It even comes in aerosol cans. It doesn't take a master machinist to do this. With proper masking and prep sealing, you don't even have to pull the electrics. The only problem is you, the user, not getting the surface prep done properly. Clean. Superclean. Then, go clean it again.

Also, there are cold coloring options. Van's Instant Blue or Birch Wood Casey's are examples, but they don't work on stainless. You'll have to strip any existing sealing/finish to do this. A local user did a flashlight with this stuff.

http://www.candlepowerforums.com/vb/showthread.php?394347-Made-it-purty

You, as the end user, have many many options to "fix" your black anodizing. It's up to you to research and implement. Just because it starts off one way by no means is a lifetime sentence of black anodizing.

Some people even strip the ano and polish out the light, though the surface is now much softer and scratch-prone. Naked lights. Woo. :naughty:


----------



## Norm (Feb 28, 2015)

*Re: Why do flashlights(torches) only come in black?*



thedoc007 said:


> Jeez, haven't you guys ever heard of exaggerating to make a point?

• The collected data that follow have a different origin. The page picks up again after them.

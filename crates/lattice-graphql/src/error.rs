//! Error types for the GraphQL client.

use std::fmt;

use serde::de::DeserializeOwned;
use serde::{Deserialize, Deserializer, Serialize};
use serde_json::Value;
use thiserror::Error;

/// A boxed error from a transport or a response body stream.
pub type BoxError = Box<dyn std::error::Error + Send + Sync + 'static>;

/// Errors returned by [`GraphQLClient::execute`](crate::GraphQLClient::execute) and friends.
///
/// Every failure is returned to the caller as-is. The client never retries.
#[derive(Debug, Error)]
pub enum Error {
    /// The execution context was cancelled.
    #[error("context canceled")]
    Cancelled,

    /// The execution context's deadline passed.
    #[error("context deadline exceeded")]
    DeadlineExceeded,

    /// The request could not be encoded as JSON.
    #[error("encoding request: {0}")]
    Serialize(#[source] serde_json::Error),

    /// The outbound HTTP request could not be built (usually a bad endpoint).
    #[error("building request: {0}")]
    InvalidRequest(#[from] http::Error),

    /// The transport failed to complete the exchange.
    #[error(transparent)]
    Transport(BoxError),

    /// The response body could not be read.
    #[error("reading body: {0}")]
    ReadBody(#[source] BoxError),

    /// The response body was not a valid GraphQL response envelope.
    #[error("decoding response: {0}")]
    Decode(#[source] serde_json::Error),

    /// The service reported an error.
    #[error(transparent)]
    Remote(#[from] RemoteError),
}

impl Error {
    /// Wrap any transport-level error.
    pub fn transport(err: impl Into<BoxError>) -> Self {
        Self::Transport(err.into())
    }

    /// Check if the error came from the execution context.
    pub fn is_cancelled(&self) -> bool {
        matches!(self, Self::Cancelled | Self::DeadlineExceeded)
    }

    /// Check if the error was reported by the service.
    pub fn is_remote(&self) -> bool {
        matches!(self, Self::Remote(_))
    }

    /// Get the remote error, if this is one.
    pub fn remote(&self) -> Option<&RemoteError> {
        match self {
            Self::Remote(err) => Some(err),
            _ => None,
        }
    }
}

/// An error object from the `errors` array of a GraphQL response.
#[derive(Debug, Clone, Default, PartialEq, Serialize, Deserialize)]
pub struct RemoteError {
    /// The error message.
    #[serde(default, deserialize_with = "lenient")]
    pub message: String,

    /// Locations in the document where the error occurred.
    ///
    /// Empty when the service sent none or sent something malformed.
    #[serde(default, deserialize_with = "lenient", skip_serializing_if = "Vec::is_empty")]
    pub locations: Vec<Location>,

    /// Path to the field that caused the error.
    #[serde(default, deserialize_with = "lenient", skip_serializing_if = "Option::is_none")]
    pub path: Option<Vec<PathSegment>>,

    /// Additional error metadata.
    #[serde(default, skip_serializing_if = "Option::is_none")]
    pub extensions: Option<Value>,
}

impl RemoteError {
    /// Create an error carrying only a message.
    pub fn new(message: impl Into<String>) -> Self {
        Self {
            message: message.into(),
            ..Default::default()
        }
    }
}

/// Decode an optional member, falling back to the default when it is `null`
/// or has an unexpected shape. Only `message` matters to callers.
fn lenient<'de, D, T>(deserializer: D) -> std::result::Result<T, D::Error>
where
    D: Deserializer<'de>,
    T: DeserializeOwned + Default,
{
    let value = Value::deserialize(deserializer)?;
    Ok(serde_json::from_value(value).unwrap_or_default())
}

impl fmt::Display for RemoteError {
    fn fmt(&self, f: &mut fmt::Formatter<'_>) -> fmt::Result {
        write!(f, "graphql: {}", self.message)
    }
}

impl std::error::Error for RemoteError {}

/// A location in a GraphQL document.
#[derive(Debug, Clone, Copy, PartialEq, Eq, Serialize, Deserialize)]
pub struct Location {
    /// Line number (1-indexed).
    pub line: u32,
    /// Column number (1-indexed).
    pub column: u32,
}

/// A segment in an error path.
#[derive(Debug, Clone, PartialEq, Eq, Serialize, Deserialize)]
#[serde(untagged)]
pub enum PathSegment {
    /// A field name.
    Field(String),
    /// An array index.
    Index(usize),
}

/// A specialized Result type for GraphQL operations.
pub type Result<T> = std::result::Result<T, Error>;

#[cfg(test)]
mod tests {
    use super::*;

    #[test]
    fn test_remote_error_display() {
        let err = RemoteError::new("Something went wrong");
        assert_eq!(err.to_string(), "graphql: Something went wrong");

        let err = Error::from(err);
        assert_eq!(err.to_string(), "graphql: Something went wrong");
        assert!(err.is_remote());
        assert_eq!(err.remote().map(|e| e.message.as_str()), Some("Something went wrong"));
    }

    #[test]
    fn test_remote_error_ignores_location_in_display() {
        let err: RemoteError = serde_json::from_str(
            r#"{"message":"denied","locations":[{"line":2,"column":3}],"path":["user",0]}"#,
        )
        .unwrap();

        assert_eq!(err.to_string(), "graphql: denied");
        assert_eq!(err.locations, vec![Location { line: 2, column: 3 }]);
        assert_eq!(
            err.path,
            Some(vec![PathSegment::Field("user".into()), PathSegment::Index(0)])
        );
    }

    #[test]
    fn test_remote_error_malformed_members() {
        let err: RemoteError = serde_json::from_str(
            r#"{"message":"boom","locations":null,"path":["user",-1,1.5]}"#,
        )
        .unwrap();
        assert_eq!(err.to_string(), "graphql: boom");
        assert!(err.locations.is_empty());
        assert!(err.path.is_none());

        let err: RemoteError = serde_json::from_str(
            r#"{"message":null,"locations":[{"line":-3,"column":"x"}]}"#,
        )
        .unwrap();
        assert_eq!(err.to_string(), "graphql: ");
        assert!(err.locations.is_empty());
    }

    #[test]
    fn test_remote_error_without_message() {
        let err: RemoteError = serde_json::from_str("{}").unwrap();
        assert_eq!(err.to_string(), "graphql: ");
    }

    #[test]
    fn test_wrapped_context() {
        let io = std::io::Error::new(std::io::ErrorKind::UnexpectedEof, "eof");
        assert_eq!(Error::ReadBody(Box::new(io)).to_string(), "reading body: eof");

        let json = serde_json::from_str::<Value>("{").unwrap_err();
        assert!(Error::Decode(json).to_string().starts_with("decoding response: "));
    }

    #[test]
    fn test_cancellation_kinds() {
        assert!(Error::Cancelled.is_cancelled());
        assert!(Error::DeadlineExceeded.is_cancelled());
        assert!(!Error::transport("refused").is_cancelled());
        assert_eq!(Error::transport("connection refused").to_string(), "connection refused");
    }
}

My reply was in jest, hence the 

Norm

Title edited as per the OPs request, title changes need to be done in advanced mode.


----------



## NoNotAgain (Feb 28, 2015)

*Re: Why do flashlights(torches) only come in black?*



more_vampires said:


> Duracoat is a DIY cold process. I have a EDC knife covered in pink DC. Surface prep is 90% of the job. It also comes in a clear variant. http://lauerweaponry.com/



You do know that Duracoat is nothing more than Sherwin Williams repackaged Polane don't you?

Duracoat isn't a very good coating for objects that are frequently handled. The product chips easily, it chalks and isn't good for parts with tight dimensions. 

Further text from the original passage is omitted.